Before I moved in here, I lived in an apartment with just my eldest daughter. My neighbours there most likely had a very different impression of me then. I quite often had people around, and we would stay up until two or three am drinking, which subsequently meant periodically tottering outside to smoke fags, standing on the doorstep of the apartment block with wine glass in one hand and cigarette in the other (I should point out that these events generally happened when my daughter was at her Dad’s). I would frequently return home from a night out, utterly smashed, and stagger down the long, steep drive in high heels, and on more than the odd occasion I fell to the ground with a resounding smack, instigating the onset of some severe bruising.

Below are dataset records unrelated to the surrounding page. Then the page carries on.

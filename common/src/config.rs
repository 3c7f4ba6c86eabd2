use std::io::ErrorKind;
use std::path::PathBuf;
use std::sync::Mutex;

use serde::{Deserialize, Serialize};

pub trait ConfigSerializer<TConfig> {
    fn serialize(&self, config: &TConfig) -> Result<String, String>;
    fn deserialize(&self, content: &str) -> Result<TConfig, String>;
}

pub trait ConfigContentProvider {
    fn get_config_content(&self) -> Result<Option<String>, String>;
    fn set_config_content(&self, content: &str) -> Result<(), String>;
}

pub trait Validate {
    fn validate(&self) -> Result<(), String>;
}

#[derive(Default)]
pub struct YamlConfigSerializer;

impl<TConfig> ConfigSerializer<TConfig> for YamlConfigSerializer
where
    TConfig: for<'de> Deserialize<'de> + Serialize,
{
    fn serialize(&self, config: &TConfig) -> Result<String, String> {
        serde_yaml_ng::to_string(config).map_err(|e| format!("Failed to serialize config: {}", e))
    }

    fn deserialize(&self, content: &str) -> Result<TConfig, String> {
        serde_yaml_ng::from_str(content).map_err(|e| format!("Failed to deserialize config: {}", e))
    }
}

pub struct FileContentConfigProvider {
    file_path: PathBuf,
}

impl FileContentConfigProvider {
    pub fn new(file_path: impl Into<PathBuf>) -> Self {
        Self {
            file_path: file_path.into(),
        }
    }
}

impl ConfigContentProvider for FileContentConfigProvider {
    fn get_config_content(&self) -> Result<Option<String>, String> {
        match std::fs::read_to_string(&self.file_path) {
            Ok(content) => Ok(Some(content)),
            Err(err) if err.kind() == ErrorKind::NotFound => Ok(None),
            Err(err) => Err(format!(
                "Failed to read config file {}: {}",
                self.file_path.display(),
                err
            )),
        }
    }

    fn set_config_content(&self, content: &str) -> Result<(), String> {
        std::fs::write(&self.file_path, content).map_err(|e| {
            format!(
                "Failed to write config file {}: {}",
                self.file_path.display(),
                e
            )
        })
    }
}

/// Config content held in memory. Useful for tests and for embedding defaults.
#[derive(Default)]
pub struct InMemoryConfigProvider {
    content: Mutex<Option<String>>,
}

impl InMemoryConfigProvider {
    pub fn with_content(content: impl Into<String>) -> Self {
        Self {
            content: Mutex::new(Some(content.into())),
        }
    }
}

impl ConfigContentProvider for InMemoryConfigProvider {
    fn get_config_content(&self) -> Result<Option<String>, String> {
        let content = self
            .content
            .lock()
            .map_err(|_| "Config content lock poisoned".to_string())?;
        Ok(content.clone())
    }

    fn set_config_content(&self, content: &str) -> Result<(), String> {
        let mut current = self
            .content
            .lock()
            .map_err(|_| "Config content lock poisoned".to_string())?;
        *current = Some(content.to_string());
        Ok(())
    }
}

/// Loads a config once, validates it and caches the result. A missing source yields defaults.
pub struct ConfigManager<TProvider, TConfig, TSerializer = YamlConfigSerializer>
where
    TProvider: ConfigContentProvider,
    TSerializer: ConfigSerializer<TConfig>,
{
    config_serializer: TSerializer,
    config_content_provider: TProvider,
    config: Mutex<Option<TConfig>>,
}

impl<TConfig> ConfigManager<FileContentConfigProvider, TConfig, YamlConfigSerializer>
where
    TConfig: for<'de> Deserialize<'de> + Serialize,
{
    pub fn from_yaml_file(file_path: impl Into<PathBuf>) -> Self {
        Self::new(FileContentConfigProvider::new(file_path), YamlConfigSerializer)
    }
}

impl<TProvider, TConfig, TSerializer> ConfigManager<TProvider, TConfig, TSerializer>
where
    TProvider: ConfigContentProvider,
    TSerializer: ConfigSerializer<TConfig>,
{
    pub fn new(config_content_provider: TProvider, config_serializer: TSerializer) -> Self {
        Self {
            config_serializer,
            config_content_provider,
            config: Mutex::new(None),
        }
    }
}

impl<TProvider, TConfig, TSerializer> ConfigManager<TProvider, TConfig, TSerializer>
where
    TProvider: ConfigContentProvider,
    TConfig: Clone + Validate + Default,
    TSerializer: ConfigSerializer<TConfig>,
{
    pub fn get_config(&self) -> Result<TConfig, String> {
        let mut current = self
            .config
            .lock()
            .map_err(|_| "Config lock poisoned".to_string())?;

        if let Some(config) = current.as_ref() {
            return Ok(config.clone());
        }

        let Some(content) = self.config_content_provider.get_config_content()? else {
            return Ok(TConfig::default());
        };

        let config = self.config_serializer.deserialize(&content)?;
        config
            .validate()
            .map_err(|e| format!("Config validation error: {}", e))?;

        *current = Some(config.clone());
        Ok(config)
    }

    pub fn set_config(&self, config: &TConfig) -> Result<(), String> {
        config
            .validate()
            .map_err(|e| format!("Config validation error: {}", e))?;

        let serialized = self.config_serializer.serialize(config)?;
        self.config_content_provider.set_config_content(&serialized)?;

        let mut current = self
            .config
            .lock()
            .map_err(|_| "Config lock poisoned".to_string())?;
        *current = Some(config.clone());
        Ok(())
    }
}

#[cfg(test)]
mod tests {
    use super::*;

    #[derive(Clone, Debug, PartialEq, Serialize, Deserialize)]
    #[serde(default)]
    struct TestConfig {
        size: u32,
        name: String,
    }

    impl Default for TestConfig {
        fn default() -> Self {
            Self {
                size: 20,
                name: "arena".to_string(),
            }
        }
    }

    impl Validate for TestConfig {
        fn validate(&self) -> Result<(), String> {
            if self.size == 0 {
                return Err("size must be positive".to_string());
            }
            Ok(())
        }
    }

    fn manager(
        provider: InMemoryConfigProvider,
    ) -> ConfigManager<InMemoryConfigProvider, TestConfig> {
        ConfigManager::new(provider, YamlConfigSerializer)
    }

    #[test]
    fn test_missing_content_yields_default() {
        let manager = manager(InMemoryConfigProvider::default());
        assert_eq!(manager.get_config().unwrap(), TestConfig::default());
    }

    #[test]
    fn test_partial_yaml_fills_defaults() {
        let manager = manager(InMemoryConfigProvider::with_content("size: 30\n"));
        let config = manager.get_config().unwrap();
        assert_eq!(config.size, 30);
        assert_eq!(config.name, "arena");
    }

    #[test]
    fn test_invalid_config_is_rejected() {
        let manager = manager(InMemoryConfigProvider::with_content("size: 0\n"));
        let err = manager.get_config().unwrap_err();
        assert!(err.contains("validation"));
    }

    #[test]
    fn test_set_then_get_round_trip() {
        let manager = manager(InMemoryConfigProvider::default());
        let config = TestConfig {
            size: 12,
            name: "small".to_string(),
        };
        manager.set_config(&config).unwrap();
        assert_eq!(manager.get_config().unwrap(), config);
    }

    #[test]
    fn test_set_rejects_invalid() {
        let manager = manager(InMemoryConfigProvider::default());
        let config = TestConfig {
            size: 0,
            name: String::new(),
        };
        assert!(manager.set_config(&config).is_err());
    }
}
use std::collections::HashMap;
use std::fmt;
use std::sync::Arc;

use chrono::{DateTime, Duration, NaiveDate, Utc};
use serde::{Deserialize, Serialize};
use tokio::sync::Mutex;

use snake_common::games::SessionRng;
use snake_common::games::snake::{ActivePlayer, GameMode};
use snake_common::id_generator::{generate_player_name, generate_session_token};
use snake_common::{EntryId, PlayerId, SessionToken, UserId, log};

#[derive(Clone, Debug, PartialEq, Serialize, Deserialize)]
pub struct User {
    pub id: UserId,
    pub username: String,
    pub email: String,
    pub created_at: DateTime<Utc>,
}

#[derive(Clone, Debug, PartialEq, Serialize, Deserialize)]
pub struct LeaderboardEntry {
    pub id: EntryId,
    pub username: String,
    pub score: u32,
    pub mode: GameMode,
    pub date: DateTime<Utc>,
}

#[derive(Clone, Debug, PartialEq, Serialize, Deserialize)]
pub struct Session {
    pub token: SessionToken,
    pub user: User,
}

#[derive(Clone, Debug, PartialEq, Eq)]
pub enum StoreError {
    UserExists,
    InvalidCredentials,
    NotAuthenticated,
    InvalidInput(String),
}

impl fmt::Display for StoreError {
    fn fmt(&self, f: &mut fmt::Formatter<'_>) -> fmt::Result {
        match self {
            StoreError::UserExists => write!(f, "User already exists"),
            StoreError::InvalidCredentials => write!(f, "Invalid email or password"),
            StoreError::NotAuthenticated => write!(f, "Must be logged in to submit score"),
            StoreError::InvalidInput(reason) => write!(f, "Invalid input: {}", reason),
        }
    }
}

impl std::error::Error for StoreError {}

struct StoreInner {
    users: Vec<User>,
    sessions: HashMap<SessionToken, UserId>,
    leaderboard: Vec<LeaderboardEntry>,
    active_players: Vec<ActivePlayer>,
    token_rng: SessionRng,
}

impl StoreInner {
    /// A user holds at most one session; logging in again hands back the live token.
    fn open_session(&mut self, user: User) -> Session {
        let existing = self
            .sessions
            .iter()
            .find(|(_, user_id)| **user_id == user.id)
            .map(|(token, _)| token.clone());

        let token = existing.unwrap_or_else(|| {
            let token = SessionToken::new(generate_session_token(&mut self.token_rng));
            self.sessions.insert(token.clone(), user.id.clone());
            token
        });
        Session { token, user }
    }

    fn user_for(&self, token: &SessionToken) -> Option<&User> {
        let user_id = self.sessions.get(token)?;
        self.users.iter().find(|u| &u.id == user_id)
    }
}

/// In-memory users, sessions, leaderboard and watch list. Created once per process and shared by
/// cloning the handle.
#[derive(Clone)]
pub struct Store {
    inner: Arc<Mutex<StoreInner>>,
}

const DEMO_PLAYER_NAMES: [&str; 3] = ["LivePlayer1", "StreamSnake", "ProGamer99"];

fn seed_date(year: i32, month: u32, day: u32) -> DateTime<Utc> {
    NaiveDate::from_ymd_opt(year, month, day)
        .and_then(|d| d.and_hms_opt(0, 0, 0))
        .map(|d| d.and_utc())
        .unwrap_or_else(Utc::now)
}

fn require(field: &str, value: &str) -> Result<(), StoreError> {
    if value.trim().is_empty() {
        return Err(StoreError::InvalidInput(format!("{} must not be empty", field)));
    }
    Ok(())
}

impl Store {
    /// Demo users, a pre-filled leaderboard and `simulated_players` watchable players.
    ///
    /// `rng` only shapes the demo players; session tokens always come from an unseeded generator.
    pub fn with_demo_data(simulated_players: usize, grid_size: i32, mut rng: SessionRng) -> Self {
        let users = vec![
            User {
                id: UserId::new("1"),
                username: "SnakeMaster".to_string(),
                email: "snake@example.com".to_string(),
                created_at: seed_date(2024, 1, 1),
            },
            User {
                id: UserId::new("2"),
                username: "NeonGamer".to_string(),
                email: "neon@example.com".to_string(),
                created_at: seed_date(2024, 2, 15),
            },
        ];

        let leaderboard = [
            ("SnakeMaster", 2500, GameMode::Walls, 1),
            ("NeonGamer", 2100, GameMode::Walls, 5),
            ("PixelPro", 1850, GameMode::PassThrough, 3),
            ("RetroKing", 1720, GameMode::Walls, 2),
            ("ArcadeQueen", 1650, GameMode::PassThrough, 4),
            ("CyberSnake", 1500, GameMode::Walls, 6),
            ("GlowWorm", 1420, GameMode::PassThrough, 1),
            ("NightCrawler", 1350, GameMode::Walls, 5),
            ("ElectricEel", 1280, GameMode::PassThrough, 3),
            ("GridRunner", 1200, GameMode::Walls, 2),
        ]
        .into_iter()
        .enumerate()
        .map(|(idx, (username, score, mode, day))| LeaderboardEntry {
            id: EntryId::new((idx + 1).to_string()),
            username: username.to_string(),
            score,
            mode,
            date: seed_date(2024, 12, day),
        })
        .collect();

        let now = Utc::now();
        let active_players = (0..simulated_players)
            .map(|idx| {
                let mode = if idx % 2 == 0 {
                    GameMode::Walls
                } else {
                    GameMode::PassThrough
                };
                let started_at = now - Duration::seconds(rng.random_range(0..300));
                let username = match DEMO_PLAYER_NAMES.get(idx) {
                    Some(name) => name.to_string(),
                    None => generate_player_name(&mut rng),
                };
                let mut player = ActivePlayer::spawn(
                    PlayerId::new(format!("active-{}", idx + 1)),
                    username,
                    mode,
                    grid_size,
                    started_at,
                    &mut rng,
                );
                player.score = rng.random_range(0..50) * 10;
                player
            })
            .collect();

        Self {
            inner: Arc::new(Mutex::new(StoreInner {
                users,
                sessions: HashMap::new(),
                leaderboard,
                active_players,
                token_rng: SessionRng::from_random(),
            })),
        }
    }

    pub async fn signup(
        &self,
        username: &str,
        email: &str,
        password: &str,
    ) -> Result<Session, StoreError> {
        require("username", username)?;
        require("email", email)?;
        require("password", password)?;

        let mut inner = self.inner.lock().await;
        if inner
            .users
            .iter()
            .any(|u| u.email == email || u.username == username)
        {
            return Err(StoreError::UserExists);
        }

        let user = User {
            id: UserId::new((inner.users.len() + 1).to_string()),
            username: username.to_string(),
            email: email.to_string(),
            created_at: Utc::now(),
        };
        inner.users.push(user.clone());
        log!("User {} signed up", user.username);

        Ok(inner.open_session(user))
    }

    /// The mock backend only checks that the e-mail belongs to a known user.
    pub async fn login(&self, email: &str, _password: &str) -> Result<Session, StoreError> {
        let mut inner = self.inner.lock().await;
        let user = inner
            .users
            .iter()
            .find(|u| u.email == email)
            .cloned()
            .ok_or(StoreError::InvalidCredentials)?;

        log!("User {} logged in", user.username);
        Ok(inner.open_session(user))
    }

    pub async fn logout(&self, token: &SessionToken) -> bool {
        self.inner.lock().await.sessions.remove(token).is_some()
    }

    pub async fn current_user(&self, token: &SessionToken) -> Option<User> {
        self.inner.lock().await.user_for(token).cloned()
    }

    /// Entries sorted by score, highest first, optionally restricted to one mode.
    pub async fn leaderboard(&self, mode: Option<GameMode>) -> Vec<LeaderboardEntry> {
        let inner = self.inner.lock().await;
        let mut entries: Vec<LeaderboardEntry> = inner
            .leaderboard
            .iter()
            .filter(|e| mode.is_none_or(|m| e.mode == m))
            .cloned()
            .collect();
        entries.sort_by(|a, b| b.score.cmp(&a.score));
        entries
    }

    pub async fn submit_score(
        &self,
        token: &SessionToken,
        score: u32,
        mode: GameMode,
    ) -> Result<LeaderboardEntry, StoreError> {
        let mut inner = self.inner.lock().await;
        let username = inner
            .user_for(token)
            .map(|u| u.username.clone())
            .ok_or(StoreError::NotAuthenticated)?;

        let entry = LeaderboardEntry {
            id: EntryId::new((inner.leaderboard.len() + 1).to_string()),
            username,
            score,
            mode,
            date: Utc::now(),
        };
        inner.leaderboard.push(entry.clone());
        log!("{} submitted {} points in {} mode", entry.username, score, mode);

        Ok(entry)
    }

    pub async fn active_players(&self) -> Vec<ActivePlayer> {
        self.inner.lock().await.active_players.clone()
    }

    pub async fn active_player(&self, id: &PlayerId) -> Option<ActivePlayer> {
        self.inner
            .lock()
            .await
            .active_players
            .iter()
            .find(|p| &p.id == id)
            .cloned()
    }

    pub async fn replace_active_player(&self, player: ActivePlayer) -> bool {
        let mut inner = self.inner.lock().await;
        match inner.active_players.iter_mut().find(|p| p.id == player.id) {
            Some(slot) => {
                *slot = player;
                true
            }
            None => false,
        }
    }
}

#[cfg(test)]
mod tests {
    use super::*;

    fn store() -> Store {
        Store::with_demo_data(3, 20, SessionRng::new(42))
    }

    #[tokio::test]
    async fn test_login_with_known_email() {
        let session = store().login("snake@example.com", "password").await.unwrap();
        assert_eq!(session.user.username, "SnakeMaster");
        assert!(!session.token.as_str().is_empty());
    }

    #[tokio::test]
    async fn test_tokens_do_not_follow_the_seed() {
        let first = Store::with_demo_data(3, 20, SessionRng::new(1));
        let second = Store::with_demo_data(3, 20, SessionRng::new(1));
        let a = first.login("snake@example.com", "").await.unwrap().token;
        let b = second.login("snake@example.com", "").await.unwrap().token;
        assert_ne!(a, b);
    }

    #[tokio::test]
    async fn test_login_again_reuses_session() {
        let store = store();
        let first = store.login("snake@example.com", "").await.unwrap();
        let second = store.login("snake@example.com", "").await.unwrap();
        assert_eq!(first.token, second.token);
        assert_eq!(store.inner.lock().await.sessions.len(), 1);

        let other = store.login("neon@example.com", "").await.unwrap();
        assert_ne!(other.token, first.token);
        assert_eq!(store.inner.lock().await.sessions.len(), 2);
    }

    #[tokio::test]
    async fn test_login_unknown_email() {
        let err = store().login("nobody@example.com", "password").await.unwrap_err();
        assert_eq!(err, StoreError::InvalidCredentials);
        assert_eq!(err.to_string(), "Invalid email or password");
    }

    #[tokio::test]
    async fn test_signup_new_user() {
        let store = store();
        let session = store.signup("NewPlayer", "new@example.com", "secret").await.unwrap();
        assert_eq!(session.user.username, "NewPlayer");
        assert_eq!(session.user.id, UserId::new("3"));
        assert_eq!(store.current_user(&session.token).await, Some(session.user));
    }

    #[tokio::test]
    async fn test_signup_existing_user() {
        let store = store();
        let by_email = store.signup("Other", "snake@example.com", "secret").await;
        assert_eq!(by_email.unwrap_err(), StoreError::UserExists);
        let by_name = store.signup("NeonGamer", "fresh@example.com", "secret").await;
        assert_eq!(by_name.unwrap_err(), StoreError::UserExists);
    }

    #[tokio::test]
    async fn test_signup_requires_fields() {
        let err = store().signup("  ", "a@example.com", "secret").await.unwrap_err();
        assert!(matches!(err, StoreError::InvalidInput(_)));
    }

    #[tokio::test]
    async fn test_logout_clears_session() {
        let store = store();
        let session = store.login("neon@example.com", "password").await.unwrap();
        assert!(store.logout(&session.token).await);
        assert_eq!(store.current_user(&session.token).await, None);
        assert!(!store.logout(&session.token).await);
    }

    #[tokio::test]
    async fn test_leaderboard_sorted_descending() {
        let entries = store().leaderboard(None).await;
        assert_eq!(entries.len(), 10);
        assert!(entries.windows(2).all(|w| w[0].score >= w[1].score));
        assert_eq!(entries[0].username, "SnakeMaster");
    }

    #[tokio::test]
    async fn test_leaderboard_filtered_by_mode() {
        let entries = store().leaderboard(Some(GameMode::PassThrough)).await;
        assert_eq!(entries.len(), 4);
        assert!(entries.iter().all(|e| e.mode == GameMode::PassThrough));
    }

    #[tokio::test]
    async fn test_submit_score_when_logged_in() {
        let store = store();
        let session = store.login("snake@example.com", "password").await.unwrap();
        let entry = store
            .submit_score(&session.token, 3000, GameMode::Walls)
            .await
            .unwrap();
        assert_eq!(entry.username, "SnakeMaster");
        assert_eq!(entry.id, EntryId::new("11"));
        let top = store.leaderboard(Some(GameMode::Walls)).await;
        assert_eq!(top[0].score, 3000);
    }

    #[tokio::test]
    async fn test_submit_score_requires_session() {
        let err = store()
            .submit_score(&SessionToken::new("bogus"), 100, GameMode::Walls)
            .await
            .unwrap_err();
        assert_eq!(err, StoreError::NotAuthenticated);
    }

    #[tokio::test]
    async fn test_active_players_seeded() {
        let players = store().active_players().await;
        assert_eq!(players.len(), 3);
        assert_eq!(players[0].id, PlayerId::new("active-1"));
        let names: Vec<&str> = players.iter().map(|p| p.username.as_str()).collect();
        assert_eq!(names, ["LivePlayer1", "StreamSnake", "ProGamer99"]);
        assert_eq!(players[0].mode, GameMode::Walls);
        assert_eq!(players[1].mode, GameMode::PassThrough);
        assert!(players.iter().all(|p| p.score < 500 && p.score % 10 == 0));
    }

    #[tokio::test]
    async fn test_extra_players_get_generated_names() {
        let players = Store::with_demo_data(5, 20, SessionRng::new(42)).active_players().await;
        assert_eq!(players.len(), 5);
        assert_eq!(players[2].username, "ProGamer99");
        assert!(players[3..].iter().all(|p| !p.username.is_empty()));
        assert_eq!(players[4].id, PlayerId::new("active-5"));
    }

    #[tokio::test]
    async fn test_active_player_lookup_and_replace() {
        let store = store();
        let id = PlayerId::new("active-2");
        let mut player = store.active_player(&id).await.unwrap();
        player.score += 10;
        assert!(store.replace_active_player(player.clone()).await);
        assert_eq!(store.active_player(&id).await, Some(player));
        assert_eq!(store.active_player(&PlayerId::new("missing")).await, None);
    }
}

One night in the winter, I took a particularly nasty tumble on some ice and proceeded to roll, commando-style, down a steep grass bank that was a slippery mix of slush, ice and mud, landing embarrassed and covered in dirt in a heap at the bottom.
This drunken behaviour had the effect of turning me into an insecure, paranoid person with a nervous disposition. I would scuttle off, head down, if I spotted a neighbour approaching me in the car park, terrified that they might have witnessed me inebriated and acting badly the previous night. Living on my own with a daughter, a woman in her mid-thirties, and clearly someone who enjoyed knocking back the vino on a regular basis, I am sure that my neighbours’ opinions of me were less than sparkling. I probably didn’t help myself much when I routinely carried huge amounts of clanking empties across the car park to the communal bins, or if I was ever spotted walking home from the nearby supermarket, carrier bags full of wine bottles.
Considering the two categories, pissed-up old lush who smokes like a chimney and cannot converse with people in a normal, functioning way, or mum of two, resident of House of the Flying Nappies, who, in between looking after her kids, bloke and dog goes jogging quite a lot and is often seen sitting at her laptop through the kitchen window, and whose blue bin gets a bit full from time to time, I definitely prefer the latter.